Giappone, un tonno rosso da record: 342 chili, 300.000 euro

Giappone, un tonno rosso da record: 342 chili, 300.000 euro

Anche in tempi di crisi ci sono persone che non badano a spese per aggiudicarsi l’eccellenza, specie se questa raggiunge si manifesta tramite dimensioni fuori dal comune.

A Tokio, durante la prima asta dell’anno al Tsukiji (il mercato del pesce noto anche Tokyo Metropolitan Central Wholesale Market) è stato battuto un tonno rosso da record. Degni di nota
sia il peso, 342 chili, che il prezzo del pesce: 32, 49 milioni di yen, pari a 300.000 Euro. Grazie a tal cifra, il tonno conquista il titolo di pezzo d’asta più caro dal 1999, anno in
cui è iniziata la raccolta omogenea dei dati.

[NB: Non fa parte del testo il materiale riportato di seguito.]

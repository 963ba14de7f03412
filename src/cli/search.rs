use std::path::PathBuf;

use anyhow::Result;
use clap::Args;
use eatsoon::config::Config;
use eatsoon_recipe::search_recipes;

use super::{print_json, recipes_path};

#[derive(Args, Debug)]
pub struct SearchArgs {
    /// Recipe catalog snapshot (JSON array)
    #[arg(long)]
    pub recipes: Option<PathBuf>,

    /// Free-text query matched against names, tags and ingredients
    #[arg(long, default_value = "")]
    pub query: String,
}

pub async fn run(config: Config, args: SearchArgs) -> Result<()> {
    let path = recipes_path(args.recipes, &config)?;
    let recipes = eatsoon::catalog::load_recipes(&path).await?;

    let found = search_recipes(&recipes, &args.query);
    tracing::info!(query = %args.query, found = found.len(), "search finished");

    print_json(&found)
}
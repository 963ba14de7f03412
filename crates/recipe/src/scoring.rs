use eatsoon_shared::{MissingIngredient, Quantity, Recipe};
use serde::{Deserialize, Serialize};
use time::OffsetDateTime;

use crate::expiry::days_until_at;
use crate::normalize::normalize_name;
use crate::pantry_index::PantryIndex;

/// Items expiring this many days out or later add no urgency.
pub const URGENCY_HORIZON_DAYS: i64 = 14;

/// Weights of the recipe score terms.
///
/// `score = w_urgency * urgency + w_match * coverage - w_missing * missing`
#[derive(Debug, Clone, Copy, PartialEq, Serialize, Deserialize)]
#[serde(rename_all = "camelCase", default)]
pub struct Weights {
    pub w_urgency: f64,
    pub w_match: f64,
    pub w_missing: f64,
}

impl Default for Weights {
    fn default() -> Self {
        Self {
            w_urgency: 1.2,
            w_match: 2.0,
            w_missing: 1.0,
        }
    }
}

/// How well the pantry covers one recipe.
#[derive(Debug, Clone, Default, PartialEq, Serialize, Deserialize)]
#[serde(rename_all = "camelCase")]
pub struct RecipeScore {
    pub score: f64,
    pub match_count: usize,
    pub needed_count: usize,
    pub missing: Vec<MissingIngredient>,
}

impl RecipeScore {
    /// Every scorable ingredient is covered (vacuously true with none).
    pub fn is_full_match(&self) -> bool {
        self.match_count == self.needed_count
    }

    /// Share of scorable ingredients the pantry covers, `0.0` with none.
    pub fn coverage(&self) -> f64 {
        if self.needed_count == 0 {
            0.0
        } else {
            self.match_count as f64 / self.needed_count as f64
        }
    }
}

/// Scores `recipe` against the pantry using the current time.
pub fn score_recipe(recipe: &Recipe, index: &PantryIndex<'_>, weights: &Weights) -> RecipeScore {
    score_recipe_at(recipe, index, weights, OffsetDateTime::now_utc())
}

/// Scores `recipe` against the pantry as of `now`.
///
/// An ingredient is covered when at least one pantry entry under its exact
/// normalized name holds at least the required quantity (absent or
/// non-numeric quantities count as `0` on both sides, so an unquantified
/// ingredient is covered by presence alone). Covered ingredients add urgency
/// from their soonest expiring sufficient entry; uncovered ones are listed as
/// missing with their quantity as written, or `1` when it has none.
/// Ingredients without a name are ignored.
pub fn score_recipe_at(
    recipe: &Recipe,
    index: &PantryIndex<'_>,
    weights: &Weights,
    now: OffsetDateTime,
) -> RecipeScore {
    let mut match_count = 0;
    let mut needed_count = 0;
    let mut urgency: i64 = 0;
    let mut missing = Vec::new();

    for ingredient in &recipe.ingredients {
        let key = normalize_name(ingredient.match_name());
        if key.is_empty() {
            continue;
        }
        needed_count += 1;

        let required = amount(ingredient.quantity.as_ref());
        let soonest = index
            .get(&key)
            .iter()
            .filter(|item| amount(item.quantity.as_ref()) >= required)
            .map(|item| days_until_at(item.expiry(), now))
            .min();

        match soonest {
            Some(days) => {
                match_count += 1;
                urgency += URGENCY_HORIZON_DAYS.saturating_sub(days).max(0);
            }
            None => {
                let name = ingredient
                    .name
                    .as_deref()
                    .unwrap_or_else(|| ingredient.match_name());

                missing.push(MissingIngredient {
                    name: name.trim().to_owned(),
                    quantity: ingredient.quantity.clone().unwrap_or_else(Quantity::one),
                    unit: ingredient.unit.as_deref().map(|unit| unit.trim().to_owned()),
                });
            }
        }
    }

    let mut result = RecipeScore {
        score: 0.0,
        match_count,
        needed_count,
        missing,
    };

    result.score = weights.w_urgency * urgency as f64 + weights.w_match * result.coverage()
        - weights.w_missing * result.missing.len() as f64;

    result
}

fn amount(quantity: Option<&Quantity>) -> f64 {
    quantity.and_then(Quantity::to_f64).unwrap_or(0.0)
}
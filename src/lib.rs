pub mod catalog;
pub mod config;
pub mod observability;
pub mod search_term;

pub use catalog::CatalogError;
pub use search_term::SearchTermStore;
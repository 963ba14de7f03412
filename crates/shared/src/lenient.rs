//! Field deserializers for loosely typed store documents.
//!
//! Documents written by older app versions and crawler scripts disagree on
//! field types. These helpers accept whatever shape is there and fall back
//! to "absent" instead of rejecting the whole document.

use serde::{Deserialize, Deserializer, de::IgnoredAny};

use crate::Quantity;

#[derive(Deserialize)]
#[serde(untagged)]
enum RawScalar {
    Number(f64),
    Text(String),
    Other(IgnoredAny),
}

/// Quantity field: numbers and non-blank strings are kept as written,
/// anything else is `None`.
pub fn quantity<'de, D>(deserializer: D) -> Result<Option<Quantity>, D::Error>
where
    D: Deserializer<'de>,
{
    Ok(match Option::<RawScalar>::deserialize(deserializer)? {
        Some(RawScalar::Number(value)) if value.is_finite() => Some(Quantity::Number(value)),
        Some(RawScalar::Text(text)) if !text.trim().is_empty() => Some(Quantity::Text(text)),
        _ => None,
    })
}

/// Text field: strings are kept, numbers are rendered, anything else is `None`.
pub fn text<'de, D>(deserializer: D) -> Result<Option<String>, D::Error>
where
    D: Deserializer<'de>,
{
    Ok(match Option::<RawScalar>::deserialize(deserializer)? {
        Some(RawScalar::Text(text)) => Some(text),
        Some(RawScalar::Number(value)) => Some(value.to_string()),
        _ => None,
    })
}

/// Same as [`text`] but missing values become an empty string.
pub fn text_or_empty<'de, D>(deserializer: D) -> Result<String, D::Error>
where
    D: Deserializer<'de>,
{
    Ok(text(deserializer)?.unwrap_or_default())
}

/// `null` is read as the type's default (`recipe.ingredients || []`).
pub fn null_as_default<'de, D, T>(deserializer: D) -> Result<T, D::Error>
where
    D: Deserializer<'de>,
    T: Default + Deserialize<'de>,
{
    Ok(Option::<T>::deserialize(deserializer)?.unwrap_or_default())
}

/// List of strings where non-string entries are dropped.
pub fn string_list<'de, D>(deserializer: D) -> Result<Vec<String>, D::Error>
where
    D: Deserializer<'de>,
{
    let raw: Option<Vec<RawScalar>> = Option::deserialize(deserializer)?;

    Ok(raw
        .unwrap_or_default()
        .into_iter()
        .filter_map(|value| match value {
            RawScalar::Text(text) => Some(text),
            _ => None,
        })
        .collect())
}

#[cfg(test)]
mod tests {
    use super::*;
    use serde::Deserialize;

    #[derive(Deserialize)]
    struct Doc {
        #[serde(default, deserialize_with = "quantity")]
        quantity: Option<Quantity>,
        #[serde(default, deserialize_with = "text")]
        unit: Option<String>,
        #[serde(default, deserialize_with = "string_list")]
        tags: Vec<String>,
    }

    #[test]
    fn test_lenient_fields() {
        let doc: Doc =
            serde_json::from_str(r#"{"quantity": "3", "unit": 2, "tags": ["한식", 1, null]}"#)
                .unwrap();
        assert_eq!(doc.quantity, Some(Quantity::from(3.0)));
        assert_eq!(doc.quantity.unwrap().to_string(), "3");
        assert_eq!(doc.unit.as_deref(), Some("2"));
        assert_eq!(doc.tags, vec!["한식".to_string()]);

        let doc: Doc = serde_json::from_str(r#"{"quantity": {"value": 1}, "unit": null}"#).unwrap();
        assert_eq!(doc.quantity, None);

        let doc: Doc = serde_json::from_str(r#"{"quantity": "200g"}"#).unwrap();
        assert_eq!(doc.quantity.as_ref().map(ToString::to_string).as_deref(), Some("200g"));
        assert_eq!(doc.quantity.and_then(|q| q.to_f64()), None);

        let doc: Doc = serde_json::from_str(r#"{"quantity": "  "}"#).unwrap();
        assert_eq!(doc.quantity, None);
        assert_eq!(doc.unit, None);
        assert!(doc.tags.is_empty());
    }
}
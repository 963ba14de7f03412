use anyhow::Result;
use tracing_subscriber::{EnvFilter, Layer, fmt, layer::SubscriberExt, util::SubscriberInitExt};

/// Initialize tracing and logging
///
/// `RUST_LOG` overrides the configured level. Output goes to stderr so that
/// command results on stdout stay machine readable.
pub fn init_observability(service_name: &str, service_version: &str, log_level: &str) -> Result<()> {
    let env_filter =
        EnvFilter::try_from_default_env().unwrap_or_else(|_| EnvFilter::new(log_level));

    let is_production = std::env::var("ENVIRONMENT")
        .map(|env| env == "production")
        .unwrap_or(false);

    if is_production {
        tracing_subscriber::registry()
            .with(
                fmt::layer()
                    .json()
                    .with_writer(std::io::stderr)
                    .with_filter(env_filter),
            )
            .try_init()?;
    } else {
        tracing_subscriber::registry()
            .with(
                fmt::layer()
                    .with_writer(std::io::stderr)
                    .with_target(true)
                    .with_line_number(true)
                    .with_filter(env_filter),
            )
            .try_init()?;
    }

    tracing::debug!(
        service.name = service_name,
        service.version = service_version,
        "Observability initialized"
    );

    Ok(())
}

#[cfg(test)]
mod tests {
    use super::*;

    #[test]
    fn test_observability_init_once() {
        let first = init_observability("test-service", "0.1.0", "debug");
        assert!(first.is_ok(), "init should succeed: {:?}", first.err());

        // A global subscriber can only be installed once per process
        assert!(init_observability("test-service", "0.1.0", "debug").is_err());
    }
}
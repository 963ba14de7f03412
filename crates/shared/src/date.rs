use serde::{Deserialize, Deserializer, Serialize};
use time::{
    Date, Duration, OffsetDateTime, PrimitiveDateTime, Time, format_description::well_known::Rfc3339,
    macros::format_description,
};

/// An expiry value as it comes out of the document store.
///
/// Items written by the mobile client carry a store timestamp, older imports
/// carry ISO strings and a few scripts wrote epoch milliseconds. `null` and
/// missing values are represented by `Option::None` on the owning field.
#[derive(Debug, Clone, PartialEq, Serialize, Deserialize)]
#[serde(untagged)]
pub enum DateLike {
    Native(#[serde(with = "time::serde::rfc3339")] OffsetDateTime),
    Timestamp(Timestamp),
    Epoch(f64),
    Text(String),
}

/// Store timestamp wrapper (`{ seconds, nanoseconds }`).
#[derive(Debug, Clone, Copy, PartialEq, Eq, Serialize, Deserialize)]
pub struct Timestamp {
    #[serde(alias = "_seconds")]
    pub seconds: i64,
    #[serde(default, alias = "_nanoseconds")]
    pub nanoseconds: u32,
}

impl Timestamp {
    pub fn new(seconds: i64, nanoseconds: u32) -> Self {
        Self {
            seconds,
            nanoseconds,
        }
    }

    pub fn to_date(&self) -> Option<OffsetDateTime> {
        OffsetDateTime::from_unix_timestamp(self.seconds)
            .ok()?
            .checked_add(Duration::nanoseconds(i64::from(self.nanoseconds)))
    }
}

impl DateLike {
    /// Converts whichever variant was supplied into a native date.
    ///
    /// Returns `None` when the value does not describe a representable instant.
    pub fn to_date(&self) -> Option<OffsetDateTime> {
        match self {
            DateLike::Native(date) => Some(*date),
            DateLike::Timestamp(timestamp) => timestamp.to_date(),
            DateLike::Epoch(millis) => from_epoch_millis(*millis),
            DateLike::Text(text) => parse_text(text),
        }
    }
}

impl From<OffsetDateTime> for DateLike {
    fn from(value: OffsetDateTime) -> Self {
        DateLike::Native(value)
    }
}

impl From<Timestamp> for DateLike {
    fn from(value: Timestamp) -> Self {
        DateLike::Timestamp(value)
    }
}

impl From<&str> for DateLike {
    fn from(value: &str) -> Self {
        DateLike::Text(value.to_owned())
    }
}

fn from_epoch_millis(millis: f64) -> Option<OffsetDateTime> {
    if !millis.is_finite() {
        return None;
    }

    let nanos = (millis.trunc() as i128).checked_mul(1_000_000)?;
    OffsetDateTime::from_unix_timestamp_nanos(nanos).ok()
}

fn parse_text(text: &str) -> Option<OffsetDateTime> {
    let text = text.trim();
    if text.is_empty() {
        return None;
    }

    if let Ok(date) = OffsetDateTime::parse(text, &Rfc3339) {
        return Some(date);
    }

    // Offset-less values are read as UTC.
    if let Ok(date) = Date::parse(text, format_description!("[year]-[month]-[day]")) {
        return Some(PrimitiveDateTime::new(date, Time::MIDNIGHT).assume_utc());
    }

    if let Ok(datetime) = PrimitiveDateTime::parse(
        text,
        format_description!("[year]-[month]-[day]T[hour]:[minute]:[second]"),
    ) {
        return Some(datetime.assume_utc());
    }

    PrimitiveDateTime::parse(
        text,
        format_description!("[year]-[month]-[day]T[hour]:[minute]"),
    )
    .ok()
    .map(PrimitiveDateTime::assume_utc)
}

/// Field deserializer for expiry dates: values of an unknown shape become `None`.
pub fn lenient_date<'de, D>(deserializer: D) -> Result<Option<DateLike>, D::Error>
where
    D: Deserializer<'de>,
{
    #[derive(Deserialize)]
    #[serde(untagged)]
    enum Raw {
        Date(DateLike),
        Other(serde::de::IgnoredAny),
    }

    Ok(match Option::<Raw>::deserialize(deserializer)? {
        Some(Raw::Date(date)) => Some(date),
        _ => None,
    })
}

Viene così cancellato il record precedente, fissato nel 2001 con 20,2 milioni di yen.

Il tonno rosso extra large è stato catturato nelle acque di Toi, cittadina nella prefettura di Hokkaido, da pescatori che hanno usato il metodo tradizionale del palangaro.

L’animale è diventato poi proprietà di un team composto di un ristorante di sushi della Ginza (il quartiere degli affari della capitale) ed una catena di sushi di Hong Kong, che
aveva già effettuato l’offerta più alta del mercato nel 2009 e nel 2010. Soddisfatto il commerciante cinese: “Sono contento. Si tratta di un buon esemplare. Il prezzo elevato
è dovuto alla forte domanda dall’estero”.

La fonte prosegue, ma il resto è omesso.